KARAWANG– Proyek Peningkatan Jaringan Irigasi di Daerah Irigasi Citarum Timur - BTT 2, Desa Curug, Kecamatan Klari, Kabupaten Karawang disorot warga. Pasalnya pekerjaan yang dilaksanakan P3A SRI MINA SATWA diduga tidak sesuai spesifikasi dan RAB.
Proyek dengan No. Kontrak 376 ini bersumber dari dana APBN TA. 2026 senilai Rp195.000.000 dengan waktu pelaksanaan 45 hari kalender
Berdasarkan pantauan di lapangan Senin 28/07/2026, ditemukan sejumlah kejanggalan. Di antaranya ketinggian bangunan tidak maksimal, hasil pekerjaan tidak rapi, dan diduga terjadi pengurangan volume
"Di RAB tingginya sekian, tapi di lapangan kurang. Pengerjaannya juga asal-asalan, tidak rapi. Ini jelas mengurangi fungsi irigasi dan merugikan petani," kata salah satu petani di DI Citarum Timur - BTT 2 yang meminta namanya tidak dipublikasikan.

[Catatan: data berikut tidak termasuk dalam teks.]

// /////////////////////////////////////////////////////////////////////////////
// Tick Archive
// SPDX-License-Identifier: BSD-3-Clause
// /////////////////////////////////////////////////////////////////////////////

//! # Windows Platform Implementation
//!
//! Windows API implementation with cross-platform stubs.
//!
//! ## Implementation Notes
//!
//! - **On Windows**: Uses winapi crate for native Windows API calls
//! - **On Unix**: Provides stub implementations for cross-compilation
//!
//! ## Windows APIs Used (when on Windows)
//!
//! - `GlobalMemoryStatusEx` - Memory information
//! - `GetSystemInfo` - CPU count and page size
//! - `IsUserAnAdmin` - Privilege checking
//! - File APIs via tokio (cross-platform)

use super::{Platform, PlatformError};
use async_trait::async_trait;
use std::path::{Path, PathBuf};

/// Windows platform implementation
///
/// Provides Windows-specific implementations on Windows,
/// and stub implementations on Unix for cross-compilation.
pub struct WindowsPlatform;

impl WindowsPlatform {
    /// Create a new Windows platform instance
    pub fn new() -> Self {
        Self
    }

    #[cfg(windows)]
    fn get_memory_info_impl() -> Result<(u64, u64), PlatformError> {
        use std::mem;
        use winapi::um::sysinfoapi::{GlobalMemoryStatusEx, MEMORYSTATUSEX};

        unsafe {
            let mut mem_status: MEMORYSTATUSEX = mem::zeroed();
            mem_status.dwLength = mem::size_of::<MEMORYSTATUSEX>() as u32;

            if GlobalMemoryStatusEx(&mut mem_status) != 0 {
                Ok((mem_status.ullTotalPhys, mem_status.ullAvailPhys))
            } else {
                Err(PlatformError::Other("GlobalMemoryStatusEx failed".to_string()))
            }
        }
    }

    #[cfg(not(windows))]
    fn get_memory_info_impl() -> Result<(u64, u64), PlatformError> {
        // Stub for cross-compilation
        Err(PlatformError::NotSupported(
            "Windows APIs not available on this platform".to_string(),
        ))
    }

    #[cfg(windows)]
    fn get_page_size_impl() -> usize {
        use std::mem;
        use winapi::um::sysinfoapi::{GetSystemInfo, SYSTEM_INFO};

        unsafe {
            let mut sys_info: SYSTEM_INFO = mem::zeroed();
            GetSystemInfo(&mut sys_info);
            sys_info.dwPageSize as usize
        }
    }

    #[cfg(not(windows))]
    fn get_page_size_impl() -> usize {
        // Stub returns default page size
        4096
    }

    #[cfg(windows)]
    fn get_cpu_count_impl() -> usize {
        use std::mem;
        use winapi::um::sysinfoapi::{GetSystemInfo, SYSTEM_INFO};

        unsafe {
            let mut sys_info: SYSTEM_INFO = mem::zeroed();
            GetSystemInfo(&mut sys_info);
            sys_info.dwNumberOfProcessors as usize
        }
    }

    #[cfg(not(windows))]
    fn get_cpu_count_impl() -> usize {
        // Stub returns 1
        1
    }

    #[cfg(windows)]
    fn is_elevated_impl() -> bool {
        // Manual FFI declaration since winapi doesn't properly expose IsUserAnAdmin
        #[link(name = "shell32")]
        extern "system" {
            fn IsUserAnAdmin() -> i32;
        }
        unsafe { IsUserAnAdmin() != 0 }
    }

    #[cfg(not(windows))]
    fn is_elevated_impl() -> bool {
        // Stub returns false
        false
    }
}

impl Default for WindowsPlatform {
    fn default() -> Self {
        Self::new()
    }
}

#[async_trait]
impl Platform for WindowsPlatform {
    fn page_size(&self) -> usize {
        Self::get_page_size_impl()
    }

    fn cpu_count(&self) -> usize {
        Self::get_cpu_count_impl()
    }

    fn total_memory(&self) -> Result<u64, PlatformError> {
        Self::get_memory_info_impl().map(|(total, _)| total)
    }

    fn available_memory(&self) -> Result<u64, PlatformError> {
        Self::get_memory_info_impl().map(|(_, available)| available)
    }

    fn line_separator(&self) -> &'static str {
        "\r\n"
    }

    fn path_separator(&self) -> char {
        ';'
    }

    fn platform_name(&self) -> &'static str {
        "windows"
    }

    fn temp_dir(&self) -> PathBuf {
        std::env::temp_dir()
    }

    fn is_elevated(&self) -> bool {
        Self::is_elevated_impl()
    }

    fn set_permissions(&self, _path: &Path, _mode: u32) -> Result<(), PlatformError> {
        // Windows doesn't use Unix-style permission bits
        // This is a no-op on Windows, returns Ok
        Ok(())
    }

    fn is_executable(&self, path: &Path) -> bool {
        if let Some(ext) = path.extension() {
            let ext_lower = ext.to_string_lossy().to_lowercase();
            matches!(ext_lower.as_str(), "exe" | "bat" | "cmd" | "com" | "ps1" | "msi")
        } else {
            false
        }
    }

    async fn sync_file(&self, file: &tokio::fs::File) -> Result<(), PlatformError> {
        // tokio's sync_all is cross-platform
        file.sync_all().await?;
        Ok(())
    }
}

#[cfg(test)]
mod tests {
    use super::*;

    #[test]
    fn test_windows_platform_basics() {
        let platform = WindowsPlatform::new();

        // CPU count should be at least 1
        assert!(platform.cpu_count() >= 1);

        // Page size should be reasonable
        let page_size = platform.page_size();
        assert!(page_size >= 512);
        assert!(page_size <= 65536);
    }

    #[test]
    fn test_windows_platform_constants() {
        let platform = WindowsPlatform::new();

        assert_eq!(platform.line_separator(), "\r\n");
        assert_eq!(platform.path_separator(), ';');
        assert_eq!(platform.platform_name(), "windows");
    }

    #[test]
    fn test_executable_extensions() {
        let platform = WindowsPlatform::new();

        assert!(platform.is_executable(Path::new("program.exe")));
        assert!(platform.is_executable(Path::new("script.bat")));
        assert!(platform.is_executable(Path::new("script.cmd")));
        assert!(platform.is_executable(Path::new("installer.msi")));
        assert!(!platform.is_executable(Path::new("document.txt")));
        assert!(!platform.is_executable(Path::new("noextension")));
    }

    #[test]
    fn test_temp_dir() {
        let platform = WindowsPlatform::new();
        let temp = platform.temp_dir();
        // Just verify it returns a path
        assert!(!temp.as_os_str().is_empty());
    }
}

Warga menduga ada unsur kecurangan dalam pelaksanaan proyek tersebut. Padahal jaringan irigasi merupakan infrastruktur vital untuk mendukung produktivitas pertanian di wilayah Desa Curug dan sekitarnya.
Kami minta BBWS Citarum, Dinas PUPR Karawang, dan aparat penegak hukum segera turun. Audit proyek ini. Jangan sampai uang negara Rp195 juta habis tapi hasilnya tidak bermanfaat, tegasnya.
Hingga berita ini diturunkan, pihak P3A SRI MINA SATWA dan konsultan pendamping belum memberikan keterangan resmi.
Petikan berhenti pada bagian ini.